Activities for the Easter Holidays

With the Easter holidays approaching there are plenty of reasons to dust off that box of toys, shelf of books and cupboard of games. Everyone looks forward to the holidays, but there are days when the whole family would rather be back at work or school with schedules, routines or workloads for that little bit of discipline and guidance. However, there is no reason that school holidays can’t play out the same way. With a bit of organisation and a lot of inspiration, children can quickly become engaged and entertained.
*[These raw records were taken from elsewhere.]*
use axum::{
    extract::{Request, State},
    http::header::AUTHORIZATION,
    middleware::Next,
    response::{IntoResponse, Response},
};

use crate::errors::{Error, Result as RResult};
use crate::models::account::Actor;
use crate::state::AppState;

/// The merged current actor, resolved once per request by the session
/// bridge and read by handlers via `Extension`.
#[derive(Debug, Clone)]
pub struct CurrentActor(pub Actor);

/// The raw bearer token of the request, kept around for sign-out.
#[derive(Debug, Clone)]
pub struct SessionToken(pub String);

pub async fn require_actor(
    State(state): State<AppState>,
    request: Request,
    next: Next,
) -> Result<impl IntoResponse, Response> {
    let (mut parts, body) = request.into_parts();

    let token = bearer_token(&parts).map_err(IntoResponse::into_response)?;
    let actor = state
        .sessions
        .resolve(&token)
        .await
        .ok_or_else(|| Error::InvalidToken.into_response())?;

    parts.extensions.insert(CurrentActor(actor));
    parts.extensions.insert(SessionToken(token));

    Ok(next.run(Request::from_parts(parts, body)).await)
}

fn bearer_token(parts: &axum::http::request::Parts) -> RResult<String> {
    let header_value = parts
        .headers
        .get(AUTHORIZATION)
        .ok_or(Error::MissingToken)?
        .to_str()
        .map_err(|_| Error::InvalidToken)?;

    let mut pieces = header_value.trim().splitn(2, ' ');
    let scheme = pieces.next().ok_or(Error::MissingToken)?;
    let token = pieces.next().ok_or(Error::MissingToken)?;

    if scheme != "Bearer" {
        tracing::warn!("Invalid auth scheme: {scheme}");
        return Err(Error::InvalidScheme);
    }

    Ok(token.to_string())
}
//! Text-analysis boundary.
//!
//! The analysis itself lives behind a managed generative endpoint; this
//! side only ships text over and takes a `DriverReport` back. Everything
//! that can go wrong over there collapses into one opaque failure for
//! callers.

use std::time::Duration;

use async_trait::async_trait;
use serde::Serialize;
use thiserror::Error;

use crate::config::AnalyzerConfig;
use crate::models::analysis::DriverReport;

#[derive(Debug, Error)]
pub enum AnalyzerError {
    #[error("analyzer request failed: {0}")]
    Request(String),
    #[error("analyzer returned a malformed report")]
    Malformed,
}

#[async_trait]
pub trait TextAnalyzer: Send + Sync {
    async fn analyze(&self, text: &str) -> Result<DriverReport, AnalyzerError>;
}

#[derive(Serialize)]
struct AnalyzeRequest<'a> {
    text: &'a str,
}

pub struct HttpAnalyzer {
    client: reqwest::Client,
    endpoint: String,
    token: Option<String>,
}

impl HttpAnalyzer {
    pub fn new(config: &AnalyzerConfig) -> Result<Self, AnalyzerError> {
        // A hung analyzer must not stall requests forever.
        let client = reqwest::Client::builder()
            .timeout(Duration::from_secs(30))
            .build()
            .map_err(|e| AnalyzerError::Request(e.to_string()))?;
        Ok(Self {
            client,
            endpoint: config.endpoint.clone(),
            token: config.token.clone(),
        })
    }
}

#[async_trait]
impl TextAnalyzer for HttpAnalyzer {
    async fn analyze(&self, text: &str) -> Result<DriverReport, AnalyzerError> {
        let mut request = self.client.post(&self.endpoint).json(&AnalyzeRequest { text });
        if let Some(token) = &self.token {
            request = request.bearer_auth(token);
        }

        let response = request
            .send()
            .await
            .map_err(|e| AnalyzerError::Request(e.to_string()))?;
        if !response.status().is_success() {
            return Err(AnalyzerError::Request(format!(
                "analyzer responded with {}",
                response.status()
            )));
        }

        response
            .json::<DriverReport>()
            .await
            .map_err(|_| AnalyzerError::Malformed)
    }
}
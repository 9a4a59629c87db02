//! Session/Profile Bridge.
//!
//! Joins identity-provider session state with the stored account record
//! into one `Actor` value, the sole input for every authorization decision.
//! Resolution fails closed: a bad token, a missing record, or an
//! unreachable store all come out as "no actor". A signed-in identity
//! without an account record stays absent until the record exists, so the
//! registration race never hands out default privileges.

use std::sync::Arc;

use tokio::sync::watch;
use tracing::{debug, warn};

use crate::identity::{AuthEvent, IdentityProvider};
use crate::models::account::Actor;
use crate::store::AccountStore;
use crate::utils::time::time_now;

pub struct SessionBridge {
    identity: Arc<dyn IdentityProvider>,
    accounts: Arc<dyn AccountStore>,
}

impl SessionBridge {
    pub fn new(identity: Arc<dyn IdentityProvider>, accounts: Arc<dyn AccountStore>) -> Self {
        Self { identity, accounts }
    }

    /// Resolve a bearer token to the merged actor, or `None`.
    pub async fn resolve(&self, token: &str) -> Option<Actor> {
        let user = match self.identity.verify(token).await {
            Ok(user) => user,
            Err(err) => {
                debug!("token verification failed: {err}");
                return None;
            }
        };

        match self.accounts.get(&user.id).await {
            Ok(Some(account)) => Some(Actor::from_parts(user.email, account)),
            Ok(None) => None, // registration race: absent until the record exists
            Err(err) => {
                warn!("account lookup failed for {}: {err}", user.id);
                None
            }
        }
    }

    /// Stamp `last_login`. Best-effort: during registration the record may
    /// not exist yet, and that is fine; the stamp lands on the next login.
    pub async fn touch_last_login(&self, user_id: &str) {
        let patch = crate::models::account::AccountPatch {
            last_login: Some(time_now()),
            ..Default::default()
        };
        if let Err(err) = self.accounts.patch(user_id, patch).await {
            debug!("last_login update skipped for {user_id}: {err}");
        }
    }

    /// Live actor view for a session. Each account snapshot replaces the
    /// previous actor wholesale (latest wins); a sign-out event for this
    /// user ends the feed with `None`.
    pub async fn watch(&self, token: &str) -> Option<watch::Receiver<Option<Actor>>> {
        let user = match self.identity.verify(token).await {
            Ok(user) => user,
            Err(err) => {
                debug!("token verification failed: {err}");
                return None;
            }
        };

        let mut snapshots = match self.accounts.subscribe(&user.id).await {
            Ok(rx) => rx,
            Err(err) => {
                warn!("account subscription failed for {}: {err}", user.id);
                return None;
            }
        };
        let mut auth_events = self.identity.auth_events();

        let initial = snapshots
            .borrow()
            .clone()
            .map(|account| Actor::from_parts(user.email.clone(), account));
        let (tx, rx) = watch::channel(initial);

        let email = user.email;
        let user_id = user.id;
        tokio::spawn(async move {
            loop {
                tokio::select! {
                    changed = snapshots.changed() => {
                        if changed.is_err() {
                            break; // store side hung up; keep the last value
                        }
                        let actor = snapshots
                            .borrow_and_update()
                            .clone()
                            .map(|account| Actor::from_parts(email.clone(), account));
                        if tx.send(actor).is_err() {
                            break;
                        }
                    }
                    event = auth_events.recv() => {
                        match event {
                            Ok(AuthEvent::SignedOut { user_id: signed_out })
                                if signed_out == user_id =>
                            {
                                let _ = tx.send(None);
                                break;
                            }
                            Ok(_) => {}
                            Err(_) => break,
                        }
                    }
                }
            }
        });

        Some(rx)
    }
}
Here are some of the best ways to keep them occupied and tantrum-free, no matter what the weather, setting or their energy levels.

 

Indoor ideas

  • A board games session – use this time to reflect upon rules, taking turns, logic, tactics and healthy competition. Whether it’s monopoly or battleships, board games are a great way to have fun while teaching useful skills.
  • An art project – build a diorama, design a robot, make a scrapbook, create a masterpiece with unusual or recyclable materials – whatever the choice, it will be a brilliant way to encourage them to be in charge of what they want to construct. The assignment will test their patience, spatial reasoning, colour matching, numeracy, fine motor skills, design, imagination and creativity.
  • Become an architect or designer – using their imagination and design skills, kids can choose their own setting to create a 2D version of. Whether they have a favourite doll who needs a shopping centre, toy cars that need a streetscape or an army man who must have his own battle scene, let them create their own location on butchers paper. There is hand-eye co-ordination, numeracy, planning and spatial reasoning ready to be exercised.

 

Outdoor activities

  • A big block of ice – freeze the largest container of water you can with food colouring and some of their favourite toys. They can use kid-friendly hammers, chisels or tools to ‘un-pick’ the block and get their things back. This is a great way to exercise patience and precision.
  • Spiderman – using masking tape, string or ribbons to build a spider web between trees or the washing line and the handrails. This can be creative or mathematical depending on the child’s interest levels.
  • Be a noodle – by firstly blowing up some balloons and using some colour pool noodles – kids have the chance to be active and possibly creative by inventing their own game. Take it as it comes based on age and enthusiasm. Some might just prefer to hit the balloons around and test their gross motor skills and hand-eye co-ordination, while older children may engage with creating their own version of shuttlecock or hockey.
  • Bug off – exploring with eager hands and small tools, kids could hunt in the garden to find any insects or bugs they come across. They could build a collection to compete with a friend or sibling for who can find the most. Alternatively, older children could use the internet or books to classify and learn about what they have found. A search and found activity or interesting biology lesson.